A Pioneering Approach to Predicting the Shear Strength of RC Beams by Employing Artificial Intelligence Techniques

Shear failures exhibit a brittle nature, often resulting in catastrophic collapse without sufficient advance warning or the capacity to redistribute internal stresses. Consequently, shear failures pose a greater risk and require more attention from structural engineers. It is crucial to incorporate preventive measures in structural design to avoid abrupt shear failures. The work presented in this article attempts to predict the shear strength of reinforced concrete beams as a complex structural engineering problem without the need for extra computational resources by employing the capabilities of Artificial Intelligence (AI) techniques.
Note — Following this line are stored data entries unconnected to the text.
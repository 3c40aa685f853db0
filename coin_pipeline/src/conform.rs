//! Silver layer: turn raw per-day rows into a calendar-complete series
//!
//! The conformer is robust to the usual defects of the raw feed: unordered
//! rows, repeated dates, missing days, unparseable cells and header rows
//! embedded in the data.

use crate::data::{next_day, Asset, ConformedRow, ConformedSeries, OhlcvData, PricePoint, RawTable};
use crate::error::{PipelineError, Result};
use chrono::{DateTime, NaiveDate, NaiveDateTime};
use series_math::returns::pct_change;
use std::collections::BTreeMap;
use tracing::{debug, info};

/// Recognized names of the date field, after normalization
pub const DATE_ALIASES: &[&str] = &["date", "pricedate", "price_date"];

const LABEL_ALIASES: &[&str] = &["coin", "asset", "asset_label"];

/// Cell values that mark a stray header row rather than data
pub const PLACEHOLDER_TOKENS: &[&str] = &["ticker", "price", "date", "btc-usd", "eth-usd"];

const DATE_FORMATS: &[&str] = &["%Y-%m-%d", "%Y/%m/%d"];
const DATETIME_FORMATS: &[&str] = &[
    "%Y-%m-%d %H:%M:%S",
    "%Y-%m-%dT%H:%M:%S",
    "%Y-%m-%d %H:%M:%S%.f",
];

/// Row counts collected while conforming, for logging and inspection
#[derive(Debug, Clone, Default, PartialEq, Eq)]
pub struct ConformStats {
    pub input_rows: usize,
    pub placeholder_rows: usize,
    pub unparseable_dates: usize,
    pub duplicate_dates: usize,
    pub filled_days: usize,
    pub incomplete_rows: usize,
    pub output_rows: usize,
}

/// Column positions of the fields the conformer needs
#[derive(Debug, Clone, Copy)]
struct FieldMap {
    date: usize,
    open: usize,
    high: usize,
    low: usize,
    close: usize,
    volume: usize,
    label: Option<usize>,
}

/// A parsed source row; missing or invalid values are `None`
#[derive(Debug, Clone)]
struct PartialRow {
    date: NaiveDate,
    open: Option<f64>,
    high: Option<f64>,
    low: Option<f64>,
    close: Option<f64>,
    volume: Option<u64>,
    label: Option<String>,
}

impl PartialRow {
    /// Forward-fill missing prices and volume from the previous (already filled) row
    fn fill_from(mut self, prev: &PartialRow) -> Self {
        self.open = self.open.or(prev.open);
        self.high = self.high.or(prev.high);
        self.low = self.low.or(prev.low);
        self.close = self.close.or(prev.close);
        self.volume = self.volume.or(prev.volume);
        self
    }

    fn into_point(self, default_label: &str) -> Option<PricePoint> {
        Some(PricePoint {
            date: self.date,
            data: OhlcvData {
                open: self.open?,
                high: self.high?,
                low: self.low?,
                close: self.close?,
                volume: self.volume?,
            },
            asset_label: self.label.unwrap_or_else(|| default_label.to_string()),
        })
    }
}

/// Conformer for one asset
#[derive(Debug, Clone)]
pub struct Conformer {
    asset: Asset,
}

impl Conformer {
    /// Create a conformer for the given asset
    pub fn new(asset: Asset) -> Self {
        Self { asset }
    }

    /// Get the asset
    pub fn asset(&self) -> Asset {
        self.asset
    }

    /// Conform a raw table into a gapless daily series
    pub fn conform(&self, raw: &RawTable) -> Result<ConformedSeries> {
        self.conform_with_stats(raw).map(|(series, _)| series)
    }

    /// Conform a raw table and report what was dropped or filled on the way
    pub fn conform_with_stats(&self, raw: &RawTable) -> Result<(ConformedSeries, ConformStats)> {
        let fields = self.resolve_fields(raw.headers())?;
        let mut stats = ConformStats {
            input_rows: raw.len(),
            ..ConformStats::default()
        };

        let mut parsed = Vec::with_capacity(raw.len());
        for cells in raw.rows() {
            if is_placeholder_row(cells) {
                stats.placeholder_rows += 1;
                continue;
            }
            match parse_row(cells, &fields) {
                Some(row) => parsed.push(row),
                None => stats.unparseable_dates += 1,
            }
        }

        // Stable sort keeps source order among equal dates, so dedup keeps the first seen.
        parsed.sort_by_key(|r| r.date);
        let before = parsed.len();
        parsed.dedup_by_key(|r| r.date);
        stats.duplicate_dates = before - parsed.len();

        let filled = forward_fill_calendar(parsed, &mut stats)?;
        let filled_len = filled.len();

        let label = self.asset.label();
        let points: Vec<PricePoint> = filled
            .into_iter()
            .filter_map(|row| row.into_point(label))
            .collect();
        // Only leading rows can stay incomplete, so dropping them keeps the calendar gapless.
        stats.incomplete_rows = filled_len - points.len();

        if points.is_empty() {
            return Err(PipelineError::EmptySeriesError(self.asset.to_string()));
        }

        let rows = attach_daily_returns(points);
        stats.output_rows = rows.len();
        debug!(asset = %self.asset, ?stats, "conform statistics");

        let series = ConformedSeries::new(self.asset, rows)?;
        info!(
            asset = %self.asset,
            rows = series.len(),
            first = %series.first_date(),
            last = %series.last_date(),
            "conformed series"
        );

        Ok((series, stats))
    }

    fn resolve_fields(&self, headers: &[String]) -> Result<FieldMap> {
        let normalized: Vec<String> = headers
            .iter()
            .map(|h| normalize_header(h, self.asset))
            .collect();

        let find = |aliases: &[&str]| -> Option<usize> {
            aliases
                .iter()
                .find_map(|alias| normalized.iter().position(|h| h.as_str() == *alias))
        };
        let require = |field: &str, aliases: &[&str]| -> Result<usize> {
            find(aliases).ok_or_else(|| {
                PipelineError::SchemaError(format!(
                    "No {} column found for {}; columns: {}",
                    field,
                    self.asset,
                    headers.join(", ")
                ))
            })
        };

        Ok(FieldMap {
            date: require("date", DATE_ALIASES)?,
            open: require("open", &["open"])?,
            high: require("high", &["high"])?,
            low: require("low", &["low"])?,
            close: require("close", &["close"])?,
            volume: require("volume", &["volume", "vol"])?,
            label: find(LABEL_ALIASES),
        })
    }
}

/// Trim, lowercase, replace spaces with underscores and strip a `_<ticker>` suffix
pub fn normalize_header(raw: &str, asset: Asset) -> String {
    let name = raw.trim().to_lowercase().replace(' ', "_");
    let suffix = format!("_{}", asset.ticker().to_lowercase());
    if let Some(stripped) = name.strip_suffix(&suffix) {
        if !stripped.is_empty() {
            return stripped.to_string();
        }
    }
    name
}

/// Parse the date formats seen in the raw feed and the layer tables
pub fn parse_date(raw: &str) -> Option<NaiveDate> {
    let s = raw.trim();
    DATE_FORMATS
        .iter()
        .find_map(|f| NaiveDate::parse_from_str(s, f).ok())
        .or_else(|| {
            DATETIME_FORMATS
                .iter()
                .find_map(|f| NaiveDateTime::parse_from_str(s, f).ok())
                .map(|dt| dt.date())
        })
        .or_else(|| DateTime::parse_from_rfc3339(s).ok().map(|dt| dt.date_naive()))
}

fn is_placeholder_row(cells: &[Option<String>]) -> bool {
    cells.iter().flatten().any(|cell| {
        let cell = cell.trim();
        PLACEHOLDER_TOKENS
            .iter()
            .any(|token| cell.eq_ignore_ascii_case(token))
    })
}

fn cell<'a>(cells: &'a [Option<String>], idx: usize) -> Option<&'a str> {
    cells
        .get(idx)
        .and_then(|c| c.as_deref())
        .map(str::trim)
        .filter(|c| !c.is_empty())
}

fn parse_price(raw: Option<&str>) -> Option<f64> {
    raw.and_then(|s| s.parse::<f64>().ok())
        .filter(|p| p.is_finite() && *p > 0.0)
}

fn parse_volume(raw: Option<&str>) -> Option<u64> {
    let s = raw?;
    if let Ok(v) = s.parse::<u64>() {
        return Some(v);
    }
    s.parse::<f64>()
        .ok()
        .filter(|v| v.is_finite() && *v >= 0.0)
        .map(|v| v.round() as u64)
}

fn parse_row(cells: &[Option<String>], fields: &FieldMap) -> Option<PartialRow> {
    let date = parse_date(cell(cells, fields.date)?)?;
    Some(PartialRow {
        date,
        open: parse_price(cell(cells, fields.open)),
        high: parse_price(cell(cells, fields.high)),
        low: parse_price(cell(cells, fields.low)),
        close: parse_price(cell(cells, fields.close)),
        volume: parse_volume(cell(cells, fields.volume)),
        label: fields
            .label
            .and_then(|idx| cell(cells, idx))
            .map(str::to_string),
    })
}

/// Reindex sorted, unique rows to every calendar day between the first and
/// last date, carrying the previous row forward into missing days
fn forward_fill_calendar(
    rows: Vec<PartialRow>,
    stats: &mut ConformStats,
) -> Result<Vec<PartialRow>> {
    let mut filled: Vec<PartialRow> = Vec::with_capacity(rows.len());

    for row in rows {
        let row = match filled.last() {
            Some(prev) => {
                let prev = prev.clone();
                let mut day = next_day(prev.date)?;
                while day < row.date {
                    let mut copy = prev.clone();
                    copy.date = day;
                    filled.push(copy);
                    stats.filled_days += 1;
                    day = next_day(day)?;
                }
                row.fill_from(&prev)
            }
            None => row,
        };
        filled.push(row);
    }

    Ok(filled)
}

/// Compute close-to-close returns within each asset label
fn attach_daily_returns(points: Vec<PricePoint>) -> Vec<ConformedRow> {
    let mut groups: BTreeMap<&str, Vec<usize>> = BTreeMap::new();
    for (idx, point) in points.iter().enumerate() {
        groups.entry(point.asset_label.as_str()).or_default().push(idx);
    }

    let mut returns = vec![None; points.len()];
    for indices in groups.values() {
        let closes: Vec<f64> = indices.iter().map(|&i| points[i].data.close).collect();
        for (&idx, r) in indices.iter().zip(pct_change(&closes)) {
            returns[idx] = r;
        }
    }

    points
        .into_iter()
        .zip(returns)
        .map(|(point, daily_return)| ConformedRow {
            point,
            daily_return,
        })
        .collect()
}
In recent decades, significant amounts of research have been done on the AI methods such as artificial neural networks (ANNs), fuzzy logic and genetic algorithms to predict the shear strength of RC beams. In this research, adaptive neuro-fuzzy inference system (ANFIS) and ANNs are developed to predict the shear capacity of RC beams. The required data in the form of major factors affecting the shear capacity of RC beams lacking stirrups are compressive strength of concrete, beam depth, effective width, shear span-to-depth ratio, proportion of longitudinal steel and the yield strength of the reinforced longitudinal steel have been considered in this study. Also, in the context of this investigation, a comparison was conducted between the techniques of ANNs and ANFIS. The outcomes demonstrated that both methods exhibited favourable predictive capabilities. Nevertheless, the ANFIS architecture proposed, which incorporates a hybrid learning algorithm, outperformed the multilayer feedforward ANN that utilizes the backpropagation algorithm. The findings indicated that ANFIS is a suitable technique for predicting intricate relationships between input and output parameters, thus making it a valuable tool in predicting the shear strength of RC beams.